Ce n’est visiblement pas le souhait du Kremlin, qui renforce son emprise sur la région. En visite à Niamey en mars, une délégation gouvernementale américaine de haut niveau n’avait pas réussi à rencontrer le chef de la junte, mais avait appris par les médias que le Niger mettait fin à l’accord de coopération liant les deux pays. Vendredi 19 avril, c’est à Washington que le premier ministre nigérien, Ali Lamine Zeine, a annoncé à Kurt Campbell, numéro deux du département d’Etat, que le contingent américain n’était plus le bienvenu.
Le terrain de jeu des puissances étrangères
Le sort de la base américaine d’Agadez n’a pour l’instant pas été précisé, pas plus que celui des quelques centaines de soldats allemands et italiens encore sur place. Mais le signal donné par l’arrivée, la semaine dernière, à Niamey, d’une centaine d’« instructeurs » russes de l’Africa Corps, successeur des milices Wagner, est suffisamment clair : les nouvelles autorités militaires qui ont pris le pouvoir à la faveur de coups d’Etat au Mali, au Burkina Faso puis au Niger font les unes après les autres allégeance à Moscou et chassent les Occidentaux du Sahel. Ce n’est pas tout à fait une coïncidence si, à peine les instructeurs russes débarqués à Niamey, une manifestation antiaméricaine y a réuni plusieurs milliers de personnes.
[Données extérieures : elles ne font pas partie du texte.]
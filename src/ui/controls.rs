use bevy::ecs::hierarchy::ChildSpawnerCommands;
use bevy::prelude::*;
use bevy::ui::FocusPolicy;

use crate::locale::Locale;
use super::common::{spawn_divider, ACCENT_COLOR, PANEL_COLOR};

#[derive(Resource, Default)]
pub struct ControlsOpen(pub bool);

#[derive(Component)]
pub(crate) struct ControlsUiRoot;

#[derive(Component, Clone, Copy, PartialEq, Eq)]
pub(crate) enum ControlsButton {
    Open,
    Close,
    /// Press outside the dialog.
    Dismiss,
}

const DIALOG_WIDTH: f32 = 360.0;

/// Key chord and localized description for each hint, in display order.
pub fn control_hints(locale: &Locale) -> Vec<(&'static str, String)> {
    [
        ("RMB", "ui_rmb"),
        ("ALT + LMB", "ui_alt_lmb"),
        ("CTRL + LMB", "ui_ctrl_lmb"),
        ("SHIFT + Drag", "ui_shift_drag"),
        ("CTRL + SHIFT + LMB", "ui_ctrl_shift_lmb"),
        ("CTRL + C", "ui_ctrl_c"),
    ]
    .into_iter()
    .map(|(chord, key)| (chord, locale.get(key).to_string()))
    .collect()
}

pub fn spawn_controls_button(mut commands: Commands) {
    commands
        .spawn((
            ControlsButton::Open,
            Node {
                position_type: PositionType::Absolute,
                top: Val::Px(16.0),
                right: Val::Px(16.0),
                width: Val::Px(32.0),
                height: Val::Px(32.0),
                justify_content: JustifyContent::Center,
                align_items: AlignItems::Center,
                border: UiRect::all(Val::Px(1.0)),
                ..default()
            },
            BorderColor::all(ACCENT_COLOR),
            BackgroundColor(PANEL_COLOR),
            Interaction::default(),
        ))
        .with_children(|btn| {
            btn.spawn((
                Text::new("?"),
                TextColor(ACCENT_COLOR),
                TextFont {
                    font_size: 18.0,
                    ..default()
                },
            ));
        });
}

pub fn toggle_controls(keys: Res<ButtonInput<KeyCode>>, mut open: ResMut<ControlsOpen>) {
    if keys.just_pressed(KeyCode::F1) {
        open.0 = !open.0;
    } else if open.0 && keys.just_pressed(KeyCode::Escape) {
        open.0 = false;
    }
}

pub fn spawn_controls_ui(
    mut commands: Commands,
    open: Res<ControlsOpen>,
    locale: Res<Locale>,
    existing: Query<Entity, With<ControlsUiRoot>>,
) {
    if !open.is_changed() || !open.0 || !existing.is_empty() {
        return;
    }

    commands
        .spawn((
            ControlsUiRoot,
            ControlsButton::Dismiss,
            Node {
                position_type: PositionType::Absolute,
                width: Val::Percent(100.0),
                height: Val::Percent(100.0),
                justify_content: JustifyContent::Center,
                align_items: AlignItems::Center,
                ..default()
            },
            BackgroundColor(Color::srgba(0.0, 0.0, 0.0, 0.6)),
            Interaction::default(),
            FocusPolicy::Block,
            GlobalZIndex(300),
        ))
        .with_children(|parent| {
            parent
                .spawn((
                    Node {
                        width: Val::Px(DIALOG_WIDTH),
                        flex_direction: FlexDirection::Column,
                        padding: UiRect::all(Val::Px(16.0)),
                        border: UiRect::all(Val::Px(1.0)),
                        ..default()
                    },
                    BackgroundColor(PANEL_COLOR),
                    BorderColor::all(ACCENT_COLOR.with_alpha(0.4)),
                    Interaction::default(),
                    FocusPolicy::Block,
                ))
                .with_children(|dialog| {
                    dialog
                        .spawn(Node {
                            justify_content: JustifyContent::SpaceBetween,
                            align_items: AlignItems::Center,
                            ..default()
                        })
                        .with_children(|title| {
                            title.spawn((
                                Text::new(locale.get("ui_usefulcontrols")),
                                TextColor(Color::WHITE),
                                TextFont {
                                    font_size: 18.0,
                                    ..default()
                                },
                            ));
                            title
                                .spawn((
                                    ControlsButton::Close,
                                    Node {
                                        width: Val::Px(24.0),
                                        height: Val::Px(24.0),
                                        justify_content: JustifyContent::Center,
                                        align_items: AlignItems::Center,
                                        ..default()
                                    },
                                    BackgroundColor(Color::NONE),
                                    Interaction::default(),
                                ))
                                .with_children(|close| {
                                    close.spawn((
                                        Text::new("x"),
                                        TextColor(Color::WHITE),
                                        TextFont {
                                            font_size: 16.0,
                                            ..default()
                                        },
                                    ));
                                });
                        });

                    spawn_divider(dialog);

                    for (chord, description) in control_hints(&locale) {
                        spawn_hint(dialog, chord, &description);
                    }
                });
        });
}

fn spawn_hint(parent: &mut ChildSpawnerCommands, chord: &str, description: &str) {
    parent
        .spawn(Node {
            flex_direction: FlexDirection::Column,
            row_gap: Val::Px(4.0),
            margin: UiRect::bottom(Val::Px(10.0)),
            ..default()
        })
        .with_children(|hint| {
            hint.spawn((
                Node {
                    padding: UiRect::axes(Val::Px(6.0), Val::Px(2.0)),
                    border: UiRect::all(Val::Px(1.0)),
                    align_self: AlignSelf::FlexStart,
                    ..default()
                },
                BorderColor::all(ACCENT_COLOR),
            ))
            .with_children(|kbd| {
                kbd.spawn((
                    Text::new(chord),
                    TextColor(ACCENT_COLOR),
                    TextFont {
                        font_size: 12.0,
                        ..default()
                    },
                ));
            });
            hint.spawn((
                Text::new(description),
                TextColor(Color::srgb(0.8, 0.8, 0.8)),
                TextFont {
                    font_size: 13.0,
                    ..default()
                },
            ));
        });
}

pub fn despawn_controls_ui(
    mut commands: Commands,
    open: Res<ControlsOpen>,
    query: Query<Entity, With<ControlsUiRoot>>,
) {
    if !open.is_changed() || open.0 {
        return;
    }

    for entity in &query {
        commands.entity(entity).despawn();
    }
}

pub fn controls_button_interaction(
    mut open: ResMut<ControlsOpen>,
    button_q: Query<(&Interaction, &ControlsButton), Changed<Interaction>>,
) {
    for (interaction, button) in &button_q {
        if *interaction != Interaction::Pressed {
            continue;
        }
        match button {
            ControlsButton::Open => open.0 = true,
            ControlsButton::Close | ControlsButton::Dismiss => open.0 = false,
        }
    }
}

pub fn controls_button_hover(
    mut button_q: Query<(&Interaction, &ControlsButton, &mut BackgroundColor), Changed<Interaction>>,
) {
    for (interaction, button, mut bg) in &mut button_q {
        if *button == ControlsButton::Dismiss {
            continue;
        }
        let idle = if *button == ControlsButton::Open { PANEL_COLOR } else { Color::NONE };
        *bg = match interaction {
            Interaction::Hovered => BackgroundColor(ACCENT_COLOR.with_alpha(0.25)),
            Interaction::Pressed => BackgroundColor(ACCENT_COLOR.with_alpha(0.4)),
            Interaction::None => BackgroundColor(idle),
        };
    }
}

#[cfg(test)]
mod tests {
    use super::*;
    use std::collections::HashMap;

    #[test]
    fn hints_fall_back_to_english() {
        let hints = control_hints(&Locale::default());
        assert_eq!(hints.len(), 6);
        assert_eq!(hints[0], ("RMB", "Open item context menu".to_string()));
        assert_eq!(hints[5], ("CTRL + C", "Copy weapon serial".to_string()));
    }

    #[test]
    fn hints_use_localized_text() {
        let locale = Locale::from_map(HashMap::from([("ui_shift_drag".to_string(), "Stapel teilen".to_string())]));
        let hints = control_hints(&locale);
        assert_eq!(hints[3], ("SHIFT + Drag", "Stapel teilen".to_string()));
        assert_eq!(hints[2].1, "Fast move items");
    }
}
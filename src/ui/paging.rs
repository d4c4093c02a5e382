use bevy::prelude::*;

/// Slots rendered per page.
pub const PAGE_SIZE: usize = 48;

/// Share of the sentinel that must be inside the viewport to count as visible.
pub const SENTINEL_THRESHOLD: f32 = 0.5;

/// A growing visible prefix over an ordered slot list.
///
/// The page only ever moves forward, one step per visibility signal, and survives
/// changes to the list length so a resized inventory keeps its scroll position.
#[derive(Component, Debug, Default, Clone, PartialEq, Eq)]
pub struct PagedSlotFeed {
    page: usize,
}

impl PagedSlotFeed {
    pub fn page(&self) -> usize {
        self.page
    }

    fn window_end(&self) -> usize {
        self.page.saturating_add(1).saturating_mul(PAGE_SIZE)
    }

    /// Number of slots to render out of `len`.
    pub fn visible_len(&self, len: usize) -> usize {
        self.window_end().min(len)
    }

    /// Index of the slot that triggers the next page: the last one of a full window.
    /// `None` once the window reaches past the end of the list.
    pub fn sentinel_index(&self, len: usize) -> Option<usize> {
        let last = self.window_end() - 1;
        (last < len).then_some(last)
    }

    /// Feed a visibility signal. Advances one page when the sentinel became visible.
    pub fn observe(&mut self, len: usize, became_visible: bool) -> bool {
        if !became_visible || self.sentinel_index(len).is_none() {
            return false;
        }
        self.page += 1;
        true
    }
}

/// Fraction of `target`'s area lying inside `viewport`. Zero-area targets are never visible.
pub fn visible_fraction(target: Rect, viewport: Rect) -> f32 {
    let area = target.width() * target.height();
    if area <= 0.0 {
        return 0.0;
    }
    let overlap = target.intersect(viewport);
    if overlap.is_empty() {
        return 0.0;
    }
    (overlap.width() * overlap.height()) / area
}

/// Marks the slot entity currently acting as the sentinel.
#[derive(Component, Debug, Default)]
pub struct SentinelSlot;

/// Visibility memory for one feed's sentinel. Lives on the scroll container so that
/// rebuilding the slot entities does not replay a transition already seen.
#[derive(Component, Debug, Default)]
pub struct SentinelSensor {
    index: Option<usize>,
    was_visible: bool,
}

impl SentinelSensor {
    /// Point the sensor at a (possibly new) sentinel index. A new index starts hidden.
    pub fn retarget(&mut self, index: Option<usize>) {
        if self.index != index {
            self.index = index;
            self.was_visible = false;
        }
    }

    /// Record a visibility sample; true only on the hidden -> visible edge.
    /// `None` means the sentinel has not been laid out yet and leaves the memory untouched.
    pub fn sample(&mut self, fraction: Option<f32>) -> bool {
        let (Some(_), Some(fraction)) = (self.index, fraction) else {
            return false;
        };
        let visible = fraction >= SENTINEL_THRESHOLD;
        let became_visible = visible && !self.was_visible;
        self.was_visible = visible;
        became_visible
    }
}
Un vice-ministre de la défense russe, le général Iounous-bek Evkourov, spécialement chargé des relations avec la région, fait de fréquentes visites dans les pays du Sahel qui signent avec Moscou des accords de coopération militaire. Avant de se rendre aux Etats-Unis, le premier ministre nigérien est allé à Moscou puis à Téhéran, où il a été reçu par le président Ebrahim Raïssi. Les Etats-Unis craignent que l’Iran n’ait conclu un accord donnant accès aux réserves d’uranium du Niger.
Les relations semblent aussi incertaines au Tchad, où forces françaises et américaines se maintiennent malgré les ambitions de la Russie. Le président Mahamat Déby s’est rendu en janvier à Moscou, où il a été reçu par Vladimir Poutine. Malgré la mort d’un de ses opposants à quelques semaines du scrutin présidentiel du 6 mai, Paris continue d’appuyer sans réserve le chef de l’Etat tchadien, dernier allié des Occidentaux dans la région.
Une chose est certaine : comme la Libye, cette partie de l’Afrique est devenue le terrain de jeu des puissances étrangères, au premier rang desquelles la Russie, qui assure la sécurité des régimes putschistes et orchestre des campagnes de désinformation massive aboutissant à l’éviction des forces occidentales. C’est une tendance lourde, dont Américains et Européens ont pris trop tardivement conscience à leurs dépens, sans savoir quelle réponse y apporter.